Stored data
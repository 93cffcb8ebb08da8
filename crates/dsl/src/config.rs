//! Builder configuration.
//!
//! Loaded from TOML, with environment variable overrides:
//!
//! ```toml
//! strict_handlers = true
//! max_depth = 32
//! ```

use std::path::Path;

use cmdtree_core::DslError;
use serde::{Deserialize, Serialize};

/// Declaration and assembly settings shared by every command built with it.
#[derive(Debug, Clone, PartialEq, Eq, Serialize, Deserialize)]
#[serde(default)]
pub struct BuilderConfig {
    /// Attaching a second handler directly to the same node is an error
    /// instead of an overwrite.
    pub strict_handlers: bool,

    /// Maximum node depth below the root literal.
    pub max_depth: usize,
}

fn default_max_depth() -> usize {
    64
}

impl Default for BuilderConfig {
    fn default() -> Self {
        Self {
            strict_handlers: false,
            max_depth: default_max_depth(),
        }
    }
}

impl BuilderConfig {
    /// Parse and validate a TOML document.
    pub fn from_toml(content: &str) -> Result<Self, DslError> {
        let config: Self = toml::from_str(content).map_err(|e| DslError::Config {
            message: format!("invalid builder config: {e}"),
        })?;
        config.validate()?;
        Ok(config)
    }

    /// Load from a file, falling back to defaults when it does not exist.
    ///
    /// `CMDTREE_STRICT_HANDLERS` and `CMDTREE_MAX_DEPTH` override the file.
    pub fn load_from(path: &Path) -> Result<Self, DslError> {
        let mut config = if path.exists() {
            let content = std::fs::read_to_string(path).map_err(|e| DslError::Config {
                message: format!("cannot read {}: {e}", path.display()),
            })?;
            Self::from_toml(&content)?
        } else {
            tracing::info!("No builder config found at {}, using defaults", path.display());
            Self::default()
        };

        config.apply_overrides(|key| std::env::var(key).ok())?;
        config.validate()?;
        Ok(config)
    }

    fn apply_overrides(&mut self, var: impl Fn(&str) -> Option<String>) -> Result<(), DslError> {
        if let Some(strict) = var("CMDTREE_STRICT_HANDLERS") {
            self.strict_handlers = matches!(strict.as_str(), "1" | "true" | "yes");
        }
        if let Some(depth) = var("CMDTREE_MAX_DEPTH") {
            self.max_depth = depth.parse().map_err(|_| DslError::Config {
                message: format!("CMDTREE_MAX_DEPTH must be a positive integer, got '{depth}'"),
            })?;
        }
        Ok(())
    }

    fn validate(&self) -> Result<(), DslError> {
        if self.max_depth == 0 {
            return Err(DslError::Config {
                message: "max_depth must be > 0".into(),
            });
        }
        Ok(())
    }
}

#[cfg(test)]
mod tests {
    use super::*;
    use std::io::Write;

    #[test]
    fn defaults_are_lenient() {
        let config = BuilderConfig::default();
        assert!(!config.strict_handlers);
        assert_eq!(config.max_depth, 64);
    }

    #[test]
    fn partial_toml_keeps_defaults() {
        let config = BuilderConfig::from_toml("strict_handlers = true").unwrap();
        assert!(config.strict_handlers);
        assert_eq!(config.max_depth, 64);
    }

    #[test]
    fn zero_depth_is_rejected() {
        let err = BuilderConfig::from_toml("max_depth = 0").unwrap_err();
        assert!(matches!(err, DslError::Config { .. }));
    }

    #[test]
    fn malformed_toml_is_a_config_error() {
        let err = BuilderConfig::from_toml("max_depth = \"deep\"").unwrap_err();
        assert!(err.to_string().contains("invalid builder config"));
    }

    #[test]
    fn load_from_reads_file() {
        let mut file = tempfile::NamedTempFile::new().unwrap();
        writeln!(file, "max_depth = 8").unwrap();
        let config = BuilderConfig::load_from(file.path()).unwrap();
        assert_eq!(config.max_depth, 8);
    }

    #[test]
    fn load_from_missing_file_uses_defaults() {
        let dir = tempfile::tempdir().unwrap();
        let config = BuilderConfig::load_from(&dir.path().join("missing.toml")).unwrap();
        assert_eq!(config.max_depth, 64);
    }

    #[test]
    fn overrides_replace_file_values() {
        let mut config = BuilderConfig::from_toml("max_depth = 8").unwrap();
        config
            .apply_overrides(|key| match key {
                "CMDTREE_STRICT_HANDLERS" => Some("true".into()),
                "CMDTREE_MAX_DEPTH" => Some("12".into()),
                _ => None,
            })
            .unwrap();
        assert!(config.strict_handlers);
        assert_eq!(config.max_depth, 12);
    }

    #[test]
    fn non_numeric_depth_override_is_rejected() {
        let mut config = BuilderConfig::default();
        let err = config
            .apply_overrides(|key| (key == "CMDTREE_MAX_DEPTH").then(|| "deep".to_string()))
            .unwrap_err();
        assert!(matches!(err, DslError::Config { .. }));
    }
}
use cmdtree_core::SINGLE_SUCCESS;
use cmdtree_dsl::{DslCommand, int};

/// `tp <x> [y]`
pub fn command() -> DslCommand<String> {
    cmdtree_dsl::command("tp", |b| {
        let x = b.inline(int("x"))?;
        let y = b.inline(int("y").default(0))?;
        b.executes(move |ctx| {
            let (x, y) = (x.get(ctx)?, y.get(ctx)?);
            println!("Teleported {} to ({x}, {y})", ctx.source());
            Ok(SINGLE_SUCCESS)
        })
    })
}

**Your task:** Among the lines of the records, copy out each one that contains the word "into".

**Solution to this problem:**
                message: "max_depth must be > 0".into(),
                "CMDTREE_STRICT_HANDLERS" => Some("true".into()),
                "CMDTREE_MAX_DEPTH" => Some("12".into()),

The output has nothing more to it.